Reproduce the following entries verbatim, each one complete.

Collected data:

##############################

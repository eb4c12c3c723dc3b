//! Tokenizer for the console grammar

use crate::EvalError;

#[derive(Debug, Clone, PartialEq)]
pub enum Token {
    Number(f64),
    Str(String),
    Ident(String),
    Let,
    True,
    False,
    Plus,
    Minus,
    Star,
    Slash,
    Percent,
    LParen,
    RParen,
    Comma,
    Semi,
    Assign,
    EqEq,
    NotEq,
    Lt,
    Le,
    Gt,
    Ge,
    Bang,
}

impl Token {
    /// Short description for parse error messages.
    pub fn describe(&self) -> String {
        match self {
            Token::Number(n) => format!("number {n}"),
            Token::Str(_) => "string literal".to_string(),
            Token::Ident(name) => format!("'{name}'"),
            Token::Let => "'let'".to_string(),
            Token::True => "'true'".to_string(),
            Token::False => "'false'".to_string(),
            Token::Plus => "'+'".to_string(),
            Token::Minus => "'-'".to_string(),
            Token::Star => "'*'".to_string(),
            Token::Slash => "'/'".to_string(),
            Token::Percent => "'%'".to_string(),
            Token::LParen => "'('".to_string(),
            Token::RParen => "')'".to_string(),
            Token::Comma => "','".to_string(),
            Token::Semi => "';'".to_string(),
            Token::Assign => "'='".to_string(),
            Token::EqEq => "'=='".to_string(),
            Token::NotEq => "'!='".to_string(),
            Token::Lt => "'<'".to_string(),
            Token::Le => "'<='".to_string(),
            Token::Gt => "'>'".to_string(),
            Token::Ge => "'>='".to_string(),
            Token::Bang => "'!'".to_string(),
        }
    }
}

pub fn lex(src: &str) -> Result<Vec<Token>, EvalError> {
    let mut tokens = Vec::new();
    let mut chars = src.chars().peekable();

    while let Some(&c) = chars.peek() {
        match c {
            c if c.is_whitespace() => {
                chars.next();
            }
            '0'..='9' | '.' => tokens.push(lex_number(&mut chars)?),
            '"' => tokens.push(lex_string(&mut chars)?),
            c if c.is_alphabetic() || c == '_' => {
                let mut word = String::new();
                while let Some(&c) = chars.peek() {
                    if c.is_alphanumeric() || c == '_' {
                        word.push(c);
                        chars.next();
                    } else {
                        break;
                    }
                }
                tokens.push(match word.as_str() {
                    "let" => Token::Let,
                    "true" => Token::True,
                    "false" => Token::False,
                    _ => Token::Ident(word),
                });
            }
            '+' => {
                chars.next();
                tokens.push(Token::Plus);
            }
            '-' => {
                chars.next();
                tokens.push(Token::Minus);
            }
            '*' => {
                chars.next();
                tokens.push(Token::Star);
            }
            '/' => {
                chars.next();
                tokens.push(Token::Slash);
            }
            '%' => {
                chars.next();
                tokens.push(Token::Percent);
            }
            '(' => {
                chars.next();
                tokens.push(Token::LParen);
            }
            ')' => {
                chars.next();
                tokens.push(Token::RParen);
            }
            ',' => {
                chars.next();
                tokens.push(Token::Comma);
            }
            ';' => {
                chars.next();
                tokens.push(Token::Semi);
            }
            '=' => {
                chars.next();
                if chars.peek() == Some(&'=') {
                    chars.next();
                    tokens.push(Token::EqEq);
                } else {
                    tokens.push(Token::Assign);
                }
            }
            '!' => {
                chars.next();
                if chars.peek() == Some(&'=') {
                    chars.next();
                    tokens.push(Token::NotEq);
                } else {
                    tokens.push(Token::Bang);
                }
            }
            '<' => {
                chars.next();
                if chars.peek() == Some(&'=') {
                    chars.next();
                    tokens.push(Token::Le);
                } else {
                    tokens.push(Token::Lt);
                }
            }
            '>' => {
                chars.next();
                if chars.peek() == Some(&'=') {
                    chars.next();
                    tokens.push(Token::Ge);
                } else {
                    tokens.push(Token::Gt);
                }
            }
            other => {
                return Err(EvalError::Parse(format!("unexpected character '{other}'")));
            }
        }
    }

    Ok(tokens)
}

fn lex_number(chars: &mut std::iter::Peekable<std::str::Chars<'_>>) -> Result<Token, EvalError> {
    let mut text = String::new();
    while let Some(&c) = chars.peek() {
        if c.is_ascii_digit() || c == '.' {
            text.push(c);
            chars.next();
        } else {
            break;
        }
    }
    // Optional exponent: e[+-]?digits
    if let Some(&c) = chars.peek() {
        if c == 'e' || c == 'E' {
            let mut exp = String::new();
            exp.push(c);
            chars.next();
            if let Some(&sign) = chars.peek() {
                if sign == '+' || sign == '-' {
                    exp.push(sign);
                    chars.next();
                }
            }
            let mut has_digits = false;
            while let Some(&d) = chars.peek() {
                if d.is_ascii_digit() {
                    exp.push(d);
                    chars.next();
                    has_digits = true;
                } else {
                    break;
                }
            }
            if !has_digits {
                return Err(EvalError::Parse(format!("malformed number '{text}{exp}'")));
            }
            text.push_str(&exp);
        }
    }
    text.parse::<f64>()
        .map(Token::Number)
        .map_err(|_| EvalError::Parse(format!("malformed number '{text}'")))
}

fn lex_string(chars: &mut std::iter::Peekable<std::str::Chars<'_>>) -> Result<Token, EvalError> {
    chars.next(); // opening quote
    let mut text = String::new();
    loop {
        match chars.next() {
            Some('"') => return Ok(Token::Str(text)),
            Some('\\') => match chars.next() {
                Some('"') => text.push('"'),
                Some('\\') => text.push('\\'),
                Some('n') => text.push('\n'),
                Some('t') => text.push('\t'),
                Some(other) => {
                    return Err(EvalError::Parse(format!("unknown escape '\\{other}'")));
                }
                None => return Err(EvalError::Parse("unterminated string".to_string())),
            },
            Some(c) => text.push(c),
            None => return Err(EvalError::Parse("unterminated string".to_string())),
        }
    }
}

#[cfg(test)]
mod tests {
    use super::*;

    #[test]
    fn lexes_arithmetic() {
        let tokens = lex("1 + 2.5 * (x - 3)").unwrap();
        assert_eq!(
            tokens,
            vec![
                Token::Number(1.0),
                Token::Plus,
                Token::Number(2.5),
                Token::Star,
                Token::LParen,
                Token::Ident("x".to_string()),
                Token::Minus,
                Token::Number(3.0),
                Token::RParen,
            ]
        );
    }

    #[test]
    fn distinguishes_assign_from_equality() {
        assert_eq!(lex("=").unwrap(), vec![Token::Assign]);
        assert_eq!(lex("==").unwrap(), vec![Token::EqEq]);
        assert_eq!(lex("!=").unwrap(), vec![Token::NotEq]);
    }

    #[test]
    fn lexes_strings_with_escapes() {
        assert_eq!(
            lex(r#""a\"b\n""#).unwrap(),
            vec![Token::Str("a\"b\n".to_string())]
        );
        assert!(lex("\"open").is_err());
    }

    #[test]
    fn lexes_keywords_and_idents() {
        assert_eq!(
            lex("let foo true").unwrap(),
            vec![Token::Let, Token::Ident("foo".to_string()), Token::True]
        );
    }

    #[test]
    fn lexes_exponents() {
        assert_eq!(lex("1e3").unwrap(), vec![Token::Number(1000.0)]);
        assert_eq!(lex("2.5e-1").unwrap(), vec![Token::Number(0.25)]);
        assert!(lex("1e").is_err());
    }

    #[test]
    fn rejects_unknown_characters() {
        assert!(matches!(lex("1 @ 2"), Err(EvalError::Parse(_))));
    }
}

##############################

**Answer box:**
repository eb4c12c3c723dc3b
//! Tokenizer for the console grammar

use crate::EvalError;

#[derive(Debug, Clone, PartialEq)]
pub enum Token {
    Number(f64),
    Str(String),
    Ident(String),
    Let,
    True,
    False,
    Plus,
    Minus,
    Star,
    Slash,
    Percent,
    LParen,
    RParen,
    Comma,
    Semi,
    Assign,
    EqEq,
    NotEq,
    Lt,
    Le,
    Gt,
    Ge,
    Bang,
}

impl Token {
    /// Short description for parse error messages.
    pub fn describe(&self) -> String {
        match self {
            Token::Number(n) => format!("number {n}"),
            Token::Str(_) => "string literal".to_string(),
            Token::Ident(name) => format!("'{name}'"),
            Token::Let => "'let'".to_string(),
            Token::True => "'true'".to_string(),
            Token::False => "'false'".to_string(),
            Token::Plus => "'+'".to_string(),
            Token::Minus => "'-'".to_string(),
            Token::Star => "'*'".to_string(),
            Token::Slash => "'/'".to_string(),
            Token::Percent => "'%'".to_string(),
            Token::LParen => "'('".to_string(),
            Token::RParen => "')'".to_string(),
            Token::Comma => "','".to_string(),
            Token::Semi => "';'".to_string(),
            Token::Assign => "'='".to_string(),
            Token::EqEq => "'=='".to_string(),
            Token::NotEq => "'!='".to_string(),
            Token::Lt => "'<'".to_string(),
            Token::Le => "'<='".to_string(),
            Token::Gt => "'>'".to_string(),
            Token::Ge => "'>='".to_string(),
            Token::Bang => "'!'".to_string(),
        }
    }
}

pub fn lex(src: &str) -> Result<Vec<Token>, EvalError> {
    let mut tokens = Vec::new();
    let mut chars = src.chars().peekable();

    while let Some(&c) = chars.peek() {
        match c {
            c if c.is_whitespace() => {
                chars.next();
            }
            '0'..='9' | '.' => tokens.push(lex_number(&mut chars)?),
            '"' => tokens.push(lex_string(&mut chars)?),
            c if c.is_alphabetic() || c == '_' => {
                let mut word = String::new();
                while let Some(&c) = chars.peek() {
                    if c.is_alphanumeric() || c == '_' {
                        word.push(c);
                        chars.next();
                    } else {
                        break;
                    }
                }
                tokens.push(match word.as_str() {
                    "let" => Token::Let,
                    "true" => Token::True,
                    "false" => Token::False,
                    _ => Token::Ident(word),
                });
            }
            '+' => {
                chars.next();
                tokens.push(Token::Plus);
            }
            '-' => {
                chars.next();
                tokens.push(Token::Minus);
            }
            '*' => {
                chars.next();
                tokens.push(Token::Star);
            }
            '/' => {
                chars.next();
                tokens.push(Token::Slash);
            }
            '%' => {
                chars.next();
                tokens.push(Token::Percent);
            }
            '(' => {
                chars.next();
                tokens.push(Token::LParen);
            }
            ')' => {
                chars.next();
                tokens.push(Token::RParen);
            }
            ',' => {
                chars.next();
                tokens.push(Token::Comma);
            }
            ';' => {
                chars.next();
                tokens.push(Token::Semi);
            }
            '=' => {
                chars.next();
                if chars.peek() == Some(&'=') {
                    chars.next();
                    tokens.push(Token::EqEq);
                } else {
                    tokens.push(Token::Assign);
                }
            }
            '!' => {
                chars.next();
                if chars.peek() == Some(&'=') {
                    chars.next();
                    tokens.push(Token::NotEq);
                } else {
                    tokens.push(Token::Bang);
                }
            }
            '<' => {
                chars.next();
                if chars.peek() == Some(&'=') {
                    chars.next();
                    tokens.push(Token::Le);
                } else {
                    tokens.push(Token::Lt);
                }
            }
            '>' => {
                chars.next();
                if chars.peek() == Some(&'=') {
                    chars.next();
                    tokens.push(Token::Ge);
                } else {
                    tokens.push(Token::Gt);
                }
            }
            other => {
                return Err(EvalError::Parse(format!("unexpected character '{other}'")));
            }
        }
    }

    Ok(tokens)
}

fn lex_number(chars: &mut std::iter::Peekable<std::str::Chars<'_>>) -> Result<Token, EvalError> {
    let mut text = String::new();
    while let Some(&c) = chars.peek() {
        if c.is_ascii_digit() || c == '.' {
            text.push(c);
            chars.next();
        } else {
            break;
        }
    }
    // Optional exponent: e[+-]?digits
    if let Some(&c) = chars.peek() {
        if c == 'e' || c == 'E' {
            let mut exp = String::new();
            exp.push(c);
            chars.next();
            if let Some(&sign) = chars.peek() {
                if sign == '+' || sign == '-' {
                    exp.push(sign);
                    chars.next();
                }
            }
            let mut has_digits = false;
            while let Some(&d) = chars.peek() {
                if d.is_ascii_digit() {
                    exp.push(d);
                    chars.next();
                    has_digits = true;
                } else {
                    break;
                }
            }
            if !has_digits {
                return Err(EvalError::Parse(format!("malformed number '{text}{exp}'")));
            }
            text.push_str(&exp);
        }
    }
    text.parse::<f64>()
        .map(Token::Number)
        .map_err(|_| EvalError::Parse(format!("malformed number '{text}'")))
}

fn lex_string(chars: &mut std::iter::Peekable<std::str::Chars<'_>>) -> Result<Token, EvalError> {
    chars.next(); // opening quote
    let mut text = String::new();
    loop {
        match chars.next() {
            Some('"') => return Ok(Token::Str(text)),
            Some('\\') => match chars.next() {
                Some('"') => text.push('"'),
                Some('\\') => text.push('\\'),
                Some('n') => text.push('\n'),
                Some('t') => text.push('\t'),
                Some(other) => {
                    return Err(EvalError::Parse(format!("unknown escape '\\{other}'")));
                }
                None => return Err(EvalError::Parse("unterminated string".to_string())),
            },
            Some(c) => text.push(c),
            None => return Err(EvalError::Parse("unterminated string".to_string())),
        }
    }
}

#[cfg(test)]
mod tests {
    use super::*;

    #[test]
    fn lexes_arithmetic() {
        let tokens = lex("1 + 2.5 * (x - 3)").unwrap();
        assert_eq!(
            tokens,
            vec![
                Token::Number(1.0),
                Token::Plus,
                Token::Number(2.5),
                Token::Star,
                Token::LParen,
                Token::Ident("x".to_string()),
                Token::Minus,
                Token::Number(3.0),
                Token::RParen,
            ]
        );
    }

    #[test]
    fn distinguishes_assign_from_equality() {
        assert_eq!(lex("=").unwrap(), vec![Token::Assign]);
        assert_eq!(lex("==").unwrap(), vec![Token::EqEq]);
        assert_eq!(lex("!=").unwrap(), vec![Token::NotEq]);
    }

    #[test]
    fn lexes_strings_with_escapes() {
        assert_eq!(
            lex(r#""a\"b\n""#).unwrap(),
            vec![Token::Str("a\"b\n".to_string())]
        );
        assert!(lex("\"open").is_err());
    }

    #[test]
    fn lexes_keywords_and_idents() {
        assert_eq!(
            lex("let foo true").unwrap(),
            vec![Token::Let, Token::Ident("foo".to_string()), Token::True]
        );
    }

    #[test]
    fn lexes_exponents() {
        assert_eq!(lex("1e3").unwrap(), vec![Token::Number(1000.0)]);
        assert_eq!(lex("2.5e-1").unwrap(), vec![Token::Number(0.25)]);
        assert!(lex("1e").is_err());
    }

    #[test]
    fn rejects_unknown_characters() {
        assert!(matches!(lex("1 @ 2"), Err(EvalError::Parse(_))));
    }
}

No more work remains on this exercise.